EXERCISE INPUT: Begin
#[cfg(test)]
mod tests {
    use super::*;
    use crate::impls::{InMemoryDeliveryQueue, InMemoryTaskStore};
    use crate::ports::{Delivery, FixedClock, QueueCounts, QueueError, Receipt, SystemClock};
    use chrono::{TimeZone, Utc};
    use std::time::Duration;

    struct Fixture {
        service: TaskService,
        store: Arc<InMemoryTaskStore>,
        queue: Arc<InMemoryDeliveryQueue>,
    }

    fn fixture() -> Fixture {
        let store = Arc::new(InMemoryTaskStore::new());
        let queue = Arc::new(InMemoryDeliveryQueue::new(Duration::from_secs(30)));
        let clock = Arc::new(FixedClock::new(
            Utc.with_ymd_and_hms(2024, 1, 1, 12, 0, 0).unwrap(),
        ));
        Fixture {
            service: TaskService::new(store.clone(), queue.clone(), clock),
            store,
            queue,
        }
    }

    async fn received(queue: &InMemoryDeliveryQueue) -> Vec<TaskMessage> {
        queue
            .receive(10, Duration::ZERO)
            .await
            .unwrap()
            .iter()
            .map(|d| TaskMessage::decode(&d.body).unwrap())
            .collect()
    }

    #[tokio::test]
    async fn create_returns_pending_task_and_sends_message() {
        let f = fixture();
        let task = f
            .service
            .create("Test Task", Some("details".into()))
            .await
            .unwrap();

        assert_eq!(task.status, TaskStatus::Pending);
        assert_eq!(task.result, None);
        assert_eq!(received(&f.queue).await, vec![TaskMessage::for_task(&task)]);

        let fetched = f.service.get(task.id).await.unwrap();
        assert_eq!(fetched.title, "Test Task");
        assert_eq!(fetched.description.as_deref(), Some("details"));
        assert_eq!(fetched.status, TaskStatus::Pending);
    }

    #[tokio::test]
    async fn create_assigns_fresh_ids() {
        let f = fixture();
        let a = f.service.create("a", None).await.unwrap();
        let b = f.service.create("b", None).await.unwrap();
        assert_ne!(a.id, b.id);
    }

    #[tokio::test]
    async fn create_with_empty_title_persists_nothing() {
        let f = fixture();
        for title in ["", "   "] {
            let err = f.service.create(title, None).await.unwrap_err();
            assert!(matches!(err, TaskError::Validation(_)));
        }
        let too_long = "x".repeat(256);
        let err = f.service.create(too_long, None).await.unwrap_err();
        assert!(matches!(err, TaskError::Validation(_)));

        assert!(f.service.list(Page::default()).await.unwrap().is_empty());
        assert!(received(&f.queue).await.is_empty());
    }

    #[tokio::test]
    async fn create_with_closed_queue_marks_task_failed() {
        let f = fixture();
        f.queue.close().await;

        let err = f.service.create("Test Task", None).await.unwrap_err();
        let TaskError::Dispatch {
            task_id: Some(id), ..
        } = &err
        else {
            panic!("expected dispatch error, got {err:?}");
        };

        let task = f.store.get(*id).await.unwrap().unwrap();
        assert_eq!(task.status, TaskStatus::Failed);
        assert!(
            task.result
                .as_deref()
                .is_some_and(|r| r.starts_with("Failed to send to queue"))
        );
    }

    #[tokio::test]
    async fn get_unknown_id_is_not_found() {
        let f = fixture();
        let err = f.service.get(TaskId::new(99)).await.unwrap_err();
        assert!(matches!(err, TaskError::NotFound(id) if id == TaskId::new(99)));
    }

    #[tokio::test]
    async fn update_applies_only_supplied_fields() {
        let f = fixture();
        let task = f
            .service
            .create("Original", Some("keep me".into()))
            .await
            .unwrap();

        let patch = TaskPatch {
            title: Some("Renamed".into()),
            ..TaskPatch::default()
        };
        let updated = f.service.update(task.id, patch).await.unwrap();

        assert_eq!(updated.title, "Renamed");
        assert_eq!(updated.description.as_deref(), Some("keep me"));
        assert_eq!(updated.status, TaskStatus::Pending);
        assert_eq!(updated.created_at, task.created_at);
        assert!(updated.updated_at > task.updated_at);

        let again = f
            .service
            .update(task.id, TaskPatch::default())
            .await
            .unwrap();
        assert!(again.updated_at > updated.updated_at);
    }

    #[tokio::test]
    async fn update_can_clear_description() {
        let f = fixture();
        let task = f.service.create("t", Some("d".into())).await.unwrap();
        let patch: TaskPatch = serde_json::from_str(r#"{"description": null}"#).unwrap();
        let updated = f.service.update(task.id, patch).await.unwrap();
        assert_eq!(updated.description, None);
    }

    #[tokio::test]
    async fn update_rejects_invalid_transition_and_missing_ids() {
        let f = fixture();
        let task = f.service.create("t", None).await.unwrap();

        let patch = TaskPatch {
            status: Some(TaskStatus::Completed),
            ..TaskPatch::default()
        };
        let err = f.service.update(task.id, patch).await.unwrap_err();
        assert!(matches!(err, TaskError::InvalidTransition { .. }));

        let err = f
            .service
            .update(TaskId::new(42), TaskPatch::default())
            .await
            .unwrap_err();
        assert!(matches!(err, TaskError::NotFound(_)));
    }

    #[tokio::test]
    async fn delete_then_get_is_not_found() {
        let f = fixture();
        let task = f.service.create("t", None).await.unwrap();
        f.service.delete(task.id).await.unwrap();

        assert!(matches!(
            f.service.get(task.id).await,
            Err(TaskError::NotFound(_))
        ));
        assert!(matches!(
            f.service.delete(task.id).await,
            Err(TaskError::NotFound(_))
        ));
    }

    #[tokio::test]
    async fn list_pages_in_creation_order() {
        let f = fixture();
        for i in 1..=5 {
            f.service.create(format!("Task {i}"), None).await.unwrap();
        }
        let titles: Vec<_> = f
            .service
            .list(Page::new(2, 2))
            .await
            .unwrap()
            .into_iter()
            .map(|t| t.title)
            .collect();
        assert_eq!(titles, vec!["Task 3", "Task 4"]);
    }

    #[tokio::test]
    async fn reprocess_resets_to_pending_and_clears_result() {
        let f = fixture();
        let task = f.service.create("t", None).await.unwrap();
        received(&f.queue).await;
        f.store
            .apply(task.id, &TaskChanges::status(TaskStatus::Processing), Utc::now())
            .await
            .unwrap();
        f.store
            .apply(
                task.id,
                &TaskChanges::finish(TaskStatus::Failed, "boom"),
                Utc::now(),
            )
            .await
            .unwrap();

        let reset = f.service.reprocess(task.id).await.unwrap();
        assert_eq!(reset.status, TaskStatus::Pending);
        assert_eq!(reset.result, None);
        assert_eq!(received(&f.queue).await.len(), 1);
    }

    #[tokio::test]
    async fn reprocess_dispatch_failure_leaves_status_unchanged() {
        let f = fixture();
        let task = f.service.create("t", None).await.unwrap();
        f.store
            .apply(task.id, &TaskChanges::status(TaskStatus::Processing), Utc::now())
            .await
            .unwrap();
        let before = f
            .store
            .apply(
                task.id,
                &TaskChanges::finish(TaskStatus::Completed, "done"),
                Utc::now(),
            )
            .await
            .unwrap()
            .unwrap();

        f.queue.close().await;
        let err = f.service.reprocess(task.id).await.unwrap_err();
        assert!(matches!(err, TaskError::Dispatch { .. }));

        let after = f.service.get(task.id).await.unwrap();
        assert_eq!(after.status, before.status);
        assert_eq!(after.result, before.result);
    }

    #[tokio::test]
    async fn reprocess_unknown_id_is_not_found() {
        let f = fixture();
        let err = f.service.reprocess(TaskId::new(7)).await.unwrap_err();
        assert!(matches!(err, TaskError::NotFound(_)));
    }

    /// Lets a worker pick the task up mid-send, then fails the send.
    struct WorkerWinsRace {
        store: Arc<InMemoryTaskStore>,
    }

    #[async_trait::async_trait]
    impl DeliveryQueue for WorkerWinsRace {
        async fn send(&self, message: &TaskMessage) -> Result<(), QueueError> {
            self.store
                .apply(
                    message.task_id,
                    &TaskChanges::status(TaskStatus::Processing),
                    Utc::now(),
                )
                .await
                .map_err(|e| QueueError::Transport(e.to_string()))?;
            Err(QueueError::Transport("connection reset".into()))
        }

        async fn receive(&self, _max: usize, _wait: Duration) -> Result<Vec<Delivery>, QueueError> {
            Ok(Vec::new())
        }

        async fn acknowledge(&self, receipt: &Receipt) -> Result<(), QueueError> {
            Err(QueueError::UnknownReceipt(receipt.clone()))
        }

        async fn counts(&self) -> Result<QueueCounts, QueueError> {
            Ok(QueueCounts::default())
        }

        fn backend(&self) -> &'static str {
            "race"
        }
    }

    #[tokio::test]
    async fn reprocess_rollback_does_not_overwrite_a_concurrent_write() {
        let store = Arc::new(InMemoryTaskStore::new());
        let task = store
            .insert(&NewTask::new("t", None).unwrap(), Utc::now())
            .await
            .unwrap();
        store
            .apply(task.id, &TaskChanges::status(TaskStatus::Processing), Utc::now())
            .await
            .unwrap();
        store
            .apply(task.id, &TaskChanges::finish(TaskStatus::Completed, "done"), Utc::now())
            .await
            .unwrap();

        let queue = Arc::new(WorkerWinsRace {
            store: store.clone(),
        });
        let service = TaskService::new(store.clone(), queue, Arc::new(SystemClock));

        let err = service.reprocess(task.id).await.unwrap_err();
        assert!(matches!(err, TaskError::Dispatch { .. }));

        let after = store.get(task.id).await.unwrap().unwrap();
        assert_eq!(after.status, TaskStatus::Processing);
        assert_eq!(after.result, None);
    }

    #[tokio::test]
    async fn reprocess_of_a_row_changed_since_read_is_a_conflict() {
        let store = InMemoryTaskStore::new();
        let task = store
            .insert(&NewTask::new("t", None).unwrap(), Utc::now())
            .await
            .unwrap();
        let stale =
            TaskChanges::reset().expecting(Precondition::UnchangedSince(task.updated_at));
        store
            .apply(task.id, &TaskChanges::status(TaskStatus::Processing), Utc::now())
            .await
            .unwrap();

        let err = store.apply(task.id, &stale, Utc::now()).await.unwrap_err();
        assert!(matches!(
            err,
            TaskError::Conflict {
                status: TaskStatus::Processing,
                ..
            }
        ));
    }
}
EXERCISE INPUT: End
Would you copy out each line of the records above where the word "WorkerWinsRace" occurs?

TASK RESULT:
    struct WorkerWinsRace {
    impl DeliveryQueue for WorkerWinsRace {
        let queue = Arc::new(WorkerWinsRace {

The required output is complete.